D’altra parte chi gestisce queste attività [aziende, enti locali, Stato, NdR] ha un approccio "verticale" alla soluzione dei problemi. In pratica si decide tutto a tavolino tra esperti, imprenditori e politici. E i cittadini consumatori? A noi , però, che ci sono stati in passato vari incontri con i sindaci e i comitati della Valle. O no?
Un esempio oggi comune è quello delle conseguenze prevedibili sull'ambiente. La valutazione di impatto ambientale (VIA) dovrebbe essere fatta prima che si decida dove collocare strutture che comportino significative modifiche territoriali. Non dopo che è stato già deciso il luogo, come si fa oggi. Ecco, forse nel caso della Val di Susa, non aver fatto il VIA per tempo induce oggi alla protesta.
Siamo alle solite, nei rapporti tra poteri e cittadini il difetto è quasi sempre di psicologia. Più che non sapere o non fare, in genere "non si fa sapere", si agisce sempre in segreto. Il che poi si traduce per tutti (ditte, Stato, cittadini) in costi aggiuntivi e imprevedibili. Compresi quelli di ordine pubblico... Quando metteremo in Costituzione il principio della trasparenza delle decisioni? O così, come temono alcuni che conoscono bene i "loro polli" (gli italiani), "non si farà più niente?
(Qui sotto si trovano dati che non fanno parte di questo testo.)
//! Per-tile retry loop.
//!
//! Every transport failure is treated as retryable. Each attempt is bounded by
//! the per-attempt timeout; between attempts the fetcher waits an
//! exponentially growing delay, abandoning the tile as soon as the abort
//! signal is raised. An attempt already in flight is never preempted.

use std::sync::Arc;
use std::time::Duration;

use tracing::{debug, trace};

use super::error::{FetchError, FetchResult};
use super::signal::AbortSignal;
use crate::config::FetchConfig;
use crate::provider::{TileClient, TransportError};
use crate::region::Tile;

/// Multiplier applied to the delay after each failed attempt.
const BACKOFF_MULTIPLIER: f64 = 2.0;

/// Result of fetching one tile.
#[derive(Debug)]
pub enum FetchOutcome {
    /// The tile was retrieved.
    Fetched(Tile),
    /// The abort signal was raised before the tile was retrieved.
    Cancelled,
}

/// Exponential backoff between attempts.
#[derive(Debug, Clone, Copy, PartialEq)]
pub struct BackoffPolicy {
    max_attempts: u32,
    initial_delay: Duration,
    max_delay: Duration,
}

impl BackoffPolicy {
    /// Create a policy allowing `max_attempts` attempts in total.
    pub fn new(max_attempts: u32, initial_delay: Duration, max_delay: Duration) -> Self {
        Self {
            max_attempts: max_attempts.max(1),
            initial_delay,
            max_delay,
        }
    }

    /// Total attempts allowed, including the first.
    pub fn max_attempts(&self) -> u32 {
        self.max_attempts
    }

    /// Delay before the retry following failed attempt `attempt` (1-based).
    ///
    /// Returns `None` once no attempts remain.
    pub fn delay_for_attempt(&self, attempt: u32) -> Option<Duration> {
        if attempt >= self.max_attempts {
            return None;
        }
        let factor = BACKOFF_MULTIPLIER.powi(attempt.saturating_sub(1) as i32);
        let delay_ms = self.initial_delay.as_millis() as f64 * factor;
        let capped = delay_ms.min(self.max_delay.as_millis() as f64);
        Some(Duration::from_millis(capped as u64))
    }
}

/// Fetches single tiles through a [`TileClient`], retrying on failure.
pub struct RetryFetcher {
    client: Arc<dyn TileClient>,
    policy: BackoffPolicy,
    timeout: Duration,
}

impl RetryFetcher {
    /// Create a fetcher with an explicit policy and per-attempt timeout.
    pub fn new(client: Arc<dyn TileClient>, policy: BackoffPolicy, timeout: Duration) -> Self {
        Self {
            client,
            policy,
            timeout,
        }
    }

    /// Create a fetcher from the attempt settings of a [`FetchConfig`].
    pub fn from_config(client: Arc<dyn TileClient>, config: &FetchConfig) -> Self {
        let policy = BackoffPolicy::new(
            config.max_attempts_per_tile,
            config.retry_backoff,
            config.max_retry_backoff,
        );
        Self::new(client, policy, config.per_attempt_timeout)
    }

    /// The backoff policy in use.
    pub fn policy(&self) -> &BackoffPolicy {
        &self.policy
    }

    /// Fetch `url`, retrying up to the attempt limit.
    ///
    /// Returns `Cancelled` if the signal is raised between attempts, and
    /// `TileFetchExhausted` once every attempt has failed.
    pub async fn fetch(&self, url: &str, signal: &AbortSignal) -> FetchResult<FetchOutcome> {
        let mut last_error = None;

        for attempt in 1..=self.policy.max_attempts() {
            if signal.is_raised() {
                trace!(url, attempt, "Abort raised before attempt");
                return Ok(FetchOutcome::Cancelled);
            }

            let result =
                tokio::time::timeout(self.timeout, self.client.get_bytes(url, self.timeout)).await;

            let error = match result {
                Ok(Ok(data)) => {
                    trace!(url, attempt, bytes = data.len(), "Tile fetched");
                    return Ok(FetchOutcome::Fetched(Tile::new(url, data)));
                }
                Ok(Err(e)) => e,
                Err(_) => TransportError::Timeout {
                    url: url.to_string(),
                    timeout_ms: self.timeout.as_millis() as u64,
                },
            };

            debug!(
                url,
                attempt,
                max_attempts = self.policy.max_attempts(),
                error = %error,
                "Tile attempt failed"
            );
            last_error = Some(error);

            if let Some(delay) = self.policy.delay_for_attempt(attempt) {
                if !delay.is_zero() {
                    tokio::select! {
                        biased;
                        _ = signal.cancelled() => return Ok(FetchOutcome::Cancelled),
                        _ = tokio::time::sleep(delay) => {}
                    }
                }
            }
        }

        if signal.is_raised() {
            return Ok(FetchOutcome::Cancelled);
        }

        Err(FetchError::TileFetchExhausted {
            url: url.to_string(),
            attempts: self.policy.max_attempts(),
            last_error: last_error.unwrap_or_else(|| TransportError::Timeout {
                url: url.to_string(),
                timeout_ms: self.timeout.as_millis() as u64,
            }),
        })
    }
}

#[cfg(test)]
mod tests {
    use super::*;
    use crate::fetch::error::AbortReason;
    use crate::provider::{MockResponse, MockTileClient};

    fn fetcher(client: Arc<MockTileClient>, attempts: u32) -> RetryFetcher {
        RetryFetcher::new(
            client,
            BackoffPolicy::new(attempts, Duration::ZERO, Duration::ZERO),
            Duration::from_millis(50),
        )
    }

    #[test]
    fn test_backoff_doubles_and_caps() {
        let policy = BackoffPolicy::new(5, Duration::from_millis(100), Duration::from_millis(300));

        assert_eq!(policy.delay_for_attempt(1), Some(Duration::from_millis(100)));
        assert_eq!(policy.delay_for_attempt(2), Some(Duration::from_millis(200)));
        assert_eq!(policy.delay_for_attempt(3), Some(Duration::from_millis(300)));
        assert_eq!(policy.delay_for_attempt(4), Some(Duration::from_millis(300)));
        assert_eq!(policy.delay_for_attempt(5), None);
    }

    #[test]
    fn test_backoff_single_attempt() {
        let policy = BackoffPolicy::new(1, Duration::from_millis(100), Duration::from_secs(1));
        assert_eq!(policy.delay_for_attempt(1), None);
    }

    #[tokio::test]
    async fn test_succeeds_after_failures() {
        let client = Arc::new(MockTileClient::new(MockResponse::Fail).script(
            "http://a",
            vec![
                MockResponse::Fail,
                MockResponse::Fail,
                MockResponse::Data(vec![1, 2]),
            ],
        ));
        let signal = AbortSignal::new();

        let outcome = fetcher(Arc::clone(&client), 3)
            .fetch("http://a", &signal)
            .await
            .unwrap();

        match outcome {
            FetchOutcome::Fetched(tile) => assert_eq!(tile.size_bytes(), 2),
            other => panic!("unexpected outcome: {:?}", other),
        }
        assert_eq!(client.calls_for("http://a"), 3);
    }

    #[tokio::test]
    async fn test_exhausts_attempts() {
        let client = Arc::new(MockTileClient::new(MockResponse::Fail));
        let signal = AbortSignal::new();

        let err = fetcher(Arc::clone(&client), 2)
            .fetch("http://a", &signal)
            .await
            .unwrap_err();

        assert!(matches!(
            err,
            FetchError::TileFetchExhausted { attempts: 2, .. }
        ));
        assert_eq!(client.calls_for("http://a"), 2);
    }

    #[tokio::test]
    async fn test_hanging_attempt_times_out() {
        let client = Arc::new(MockTileClient::new(MockResponse::Hang));
        let signal = AbortSignal::new();

        let err = fetcher(client, 1)
            .fetch("http://a", &signal)
            .await
            .unwrap_err();

        match err {
            FetchError::TileFetchExhausted { last_error, .. } => assert!(last_error.is_timeout()),
            other => panic!("unexpected error: {:?}", other),
        }
    }

    #[tokio::test]
    async fn test_raised_signal_skips_network() {
        let client = Arc::new(MockTileClient::new(MockResponse::Data(vec![1])));
        let signal = AbortSignal::new();
        signal.raise(AbortReason::Manual);

        let outcome = fetcher(Arc::clone(&client), 3)
            .fetch("http://a", &signal)
            .await
            .unwrap();

        assert!(matches!(outcome, FetchOutcome::Cancelled));
        assert_eq!(client.total_calls(), 0);
    }

    #[tokio::test]
    async fn test_abort_during_backoff() {
        let client = Arc::new(MockTileClient::new(MockResponse::Fail));
        let signal = Arc::new(AbortSignal::new());
        let fetcher = RetryFetcher::new(
            Arc::clone(&client) as Arc<dyn TileClient>,
            BackoffPolicy::new(3, Duration::from_secs(60), Duration::from_secs(60)),
            Duration::from_millis(50),
        );

        let raiser = Arc::clone(&signal);
        tokio::spawn(async move {
            tokio::time::sleep(Duration::from_millis(20)).await;
            raiser.raise(AbortReason::Manual);
        });

        let outcome = fetcher.fetch("http://a", &signal).await.unwrap();

        assert!(matches!(outcome, FetchOutcome::Cancelled));
        assert_eq!(client.calls_for("http://a"), 1);
    }
}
NOTA di sei anni dopo. Pur restando un grande sostenitore del treno, l'acquisizione di informazioni più complete mi ha fatto cambiare idea sulla TAV in Val di Susa. Come scrivo in un articolo dettagliato e complesso del 2011, mi sono accorto semplicemente che questa Grande Opera, come il Ponte sullo Stretto di Messina, non serve, ma è pura speculazione. E anzi, se ci tengono tanto, chissà quali interessi obliqui e intrallazzi nasconde. Una linea ferroviaria Torino-Lione esiste già, infatti, ed è quella che funziona oggi. Ebbene, è sotto-utilizzata, perché non c'è grande richiesta di mercato, né si prevedono aumenti futuri. E allora?